Saved entries:
============================================================

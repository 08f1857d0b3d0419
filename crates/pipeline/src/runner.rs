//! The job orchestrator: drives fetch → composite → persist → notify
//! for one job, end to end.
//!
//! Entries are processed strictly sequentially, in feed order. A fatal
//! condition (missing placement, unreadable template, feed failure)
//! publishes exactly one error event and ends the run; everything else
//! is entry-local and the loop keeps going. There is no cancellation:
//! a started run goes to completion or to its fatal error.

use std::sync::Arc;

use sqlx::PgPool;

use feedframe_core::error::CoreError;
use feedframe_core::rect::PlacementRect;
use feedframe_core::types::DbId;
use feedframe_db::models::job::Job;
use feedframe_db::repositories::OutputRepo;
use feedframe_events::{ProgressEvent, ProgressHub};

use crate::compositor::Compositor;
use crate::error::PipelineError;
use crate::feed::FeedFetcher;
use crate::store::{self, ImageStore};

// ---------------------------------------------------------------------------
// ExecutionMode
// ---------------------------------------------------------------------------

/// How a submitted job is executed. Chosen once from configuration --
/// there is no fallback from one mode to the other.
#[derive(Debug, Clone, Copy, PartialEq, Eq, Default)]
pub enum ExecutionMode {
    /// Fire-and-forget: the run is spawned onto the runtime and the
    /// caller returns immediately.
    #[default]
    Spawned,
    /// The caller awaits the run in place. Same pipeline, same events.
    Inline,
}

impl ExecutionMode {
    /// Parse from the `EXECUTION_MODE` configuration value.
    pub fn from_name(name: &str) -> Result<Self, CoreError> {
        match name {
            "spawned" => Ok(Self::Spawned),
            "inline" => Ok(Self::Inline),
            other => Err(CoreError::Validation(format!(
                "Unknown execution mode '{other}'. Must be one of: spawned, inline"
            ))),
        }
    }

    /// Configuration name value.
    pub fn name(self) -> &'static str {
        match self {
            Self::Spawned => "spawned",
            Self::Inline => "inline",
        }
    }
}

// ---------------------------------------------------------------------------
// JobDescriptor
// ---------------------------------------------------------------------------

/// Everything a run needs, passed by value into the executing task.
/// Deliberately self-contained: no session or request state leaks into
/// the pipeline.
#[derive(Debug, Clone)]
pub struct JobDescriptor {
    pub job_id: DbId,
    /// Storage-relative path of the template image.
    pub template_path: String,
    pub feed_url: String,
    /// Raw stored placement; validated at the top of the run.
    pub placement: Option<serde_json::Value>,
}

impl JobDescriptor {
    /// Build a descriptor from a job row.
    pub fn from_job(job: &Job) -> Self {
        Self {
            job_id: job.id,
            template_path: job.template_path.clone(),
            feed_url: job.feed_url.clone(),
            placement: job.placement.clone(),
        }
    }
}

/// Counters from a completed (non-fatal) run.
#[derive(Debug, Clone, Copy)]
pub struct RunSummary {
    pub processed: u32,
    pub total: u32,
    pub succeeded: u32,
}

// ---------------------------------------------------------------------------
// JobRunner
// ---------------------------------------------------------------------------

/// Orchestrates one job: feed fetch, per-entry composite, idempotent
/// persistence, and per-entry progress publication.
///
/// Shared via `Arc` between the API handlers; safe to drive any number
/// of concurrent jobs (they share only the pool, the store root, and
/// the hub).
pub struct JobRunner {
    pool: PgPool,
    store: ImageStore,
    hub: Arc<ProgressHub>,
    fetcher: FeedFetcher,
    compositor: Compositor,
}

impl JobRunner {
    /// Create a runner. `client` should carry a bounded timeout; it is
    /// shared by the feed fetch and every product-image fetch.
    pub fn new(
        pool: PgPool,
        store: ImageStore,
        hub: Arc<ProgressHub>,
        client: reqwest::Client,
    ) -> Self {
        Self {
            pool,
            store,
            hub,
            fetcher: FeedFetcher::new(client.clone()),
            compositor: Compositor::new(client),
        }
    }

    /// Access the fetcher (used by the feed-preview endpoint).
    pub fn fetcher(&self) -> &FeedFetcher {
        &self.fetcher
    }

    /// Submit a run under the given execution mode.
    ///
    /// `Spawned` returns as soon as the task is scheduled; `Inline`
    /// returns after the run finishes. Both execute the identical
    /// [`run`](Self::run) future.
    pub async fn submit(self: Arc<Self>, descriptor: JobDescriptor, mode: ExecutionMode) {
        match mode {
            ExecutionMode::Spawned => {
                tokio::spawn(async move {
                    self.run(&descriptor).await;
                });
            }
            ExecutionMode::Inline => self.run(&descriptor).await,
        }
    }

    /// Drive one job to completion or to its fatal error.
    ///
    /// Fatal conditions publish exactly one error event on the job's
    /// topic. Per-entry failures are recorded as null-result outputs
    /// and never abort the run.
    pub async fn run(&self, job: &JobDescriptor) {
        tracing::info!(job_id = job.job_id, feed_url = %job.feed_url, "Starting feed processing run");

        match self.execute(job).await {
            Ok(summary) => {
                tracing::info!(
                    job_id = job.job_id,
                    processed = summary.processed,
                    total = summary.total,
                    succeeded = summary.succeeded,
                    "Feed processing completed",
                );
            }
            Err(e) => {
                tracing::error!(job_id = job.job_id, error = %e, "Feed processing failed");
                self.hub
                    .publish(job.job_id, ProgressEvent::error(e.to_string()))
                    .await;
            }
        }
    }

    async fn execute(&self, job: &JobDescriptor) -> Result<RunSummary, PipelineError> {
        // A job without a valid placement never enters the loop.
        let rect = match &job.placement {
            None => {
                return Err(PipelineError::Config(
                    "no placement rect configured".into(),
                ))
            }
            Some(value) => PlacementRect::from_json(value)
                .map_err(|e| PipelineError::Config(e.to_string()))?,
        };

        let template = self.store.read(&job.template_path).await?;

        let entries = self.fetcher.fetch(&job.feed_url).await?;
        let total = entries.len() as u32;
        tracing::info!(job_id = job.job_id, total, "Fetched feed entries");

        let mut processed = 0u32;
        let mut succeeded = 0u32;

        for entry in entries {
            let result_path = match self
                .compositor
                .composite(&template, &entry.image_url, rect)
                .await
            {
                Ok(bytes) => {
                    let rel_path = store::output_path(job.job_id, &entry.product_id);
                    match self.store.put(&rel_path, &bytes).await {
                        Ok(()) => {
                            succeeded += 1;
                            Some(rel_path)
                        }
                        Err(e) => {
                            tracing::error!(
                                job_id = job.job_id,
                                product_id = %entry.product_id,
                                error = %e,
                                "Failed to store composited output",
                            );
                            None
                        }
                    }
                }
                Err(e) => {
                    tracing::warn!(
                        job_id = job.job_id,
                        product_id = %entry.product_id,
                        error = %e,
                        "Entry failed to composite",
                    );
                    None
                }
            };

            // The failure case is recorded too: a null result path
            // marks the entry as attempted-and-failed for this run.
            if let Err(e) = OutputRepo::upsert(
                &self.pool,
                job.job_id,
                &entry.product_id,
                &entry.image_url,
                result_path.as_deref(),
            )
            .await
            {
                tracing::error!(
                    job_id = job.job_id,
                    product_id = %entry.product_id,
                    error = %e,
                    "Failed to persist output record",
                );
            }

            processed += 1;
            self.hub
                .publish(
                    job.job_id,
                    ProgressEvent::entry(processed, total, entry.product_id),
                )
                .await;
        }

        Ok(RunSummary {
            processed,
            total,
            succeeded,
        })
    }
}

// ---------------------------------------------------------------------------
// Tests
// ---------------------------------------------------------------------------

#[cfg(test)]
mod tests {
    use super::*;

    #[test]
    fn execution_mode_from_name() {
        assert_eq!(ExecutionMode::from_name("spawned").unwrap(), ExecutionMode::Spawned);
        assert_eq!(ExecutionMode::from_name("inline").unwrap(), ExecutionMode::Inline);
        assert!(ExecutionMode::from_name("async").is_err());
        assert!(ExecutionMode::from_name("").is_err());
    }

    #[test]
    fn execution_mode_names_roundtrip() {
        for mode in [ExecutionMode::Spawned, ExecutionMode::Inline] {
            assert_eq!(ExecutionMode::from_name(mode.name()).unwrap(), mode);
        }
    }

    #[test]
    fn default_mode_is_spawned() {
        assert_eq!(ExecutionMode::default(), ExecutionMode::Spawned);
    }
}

============================================================

_Your task:_
Only lines that include "JobDescriptor" belong in the answer; return them from the entries above.

_Final answer:_
// JobDescriptor
pub struct JobDescriptor {
impl JobDescriptor {
    pub async fn submit(self: Arc<Self>, descriptor: JobDescriptor, mode: ExecutionMode) {
    pub async fn run(&self, job: &JobDescriptor) {
    async fn execute(&self, job: &JobDescriptor) -> Result<RunSummary, PipelineError> {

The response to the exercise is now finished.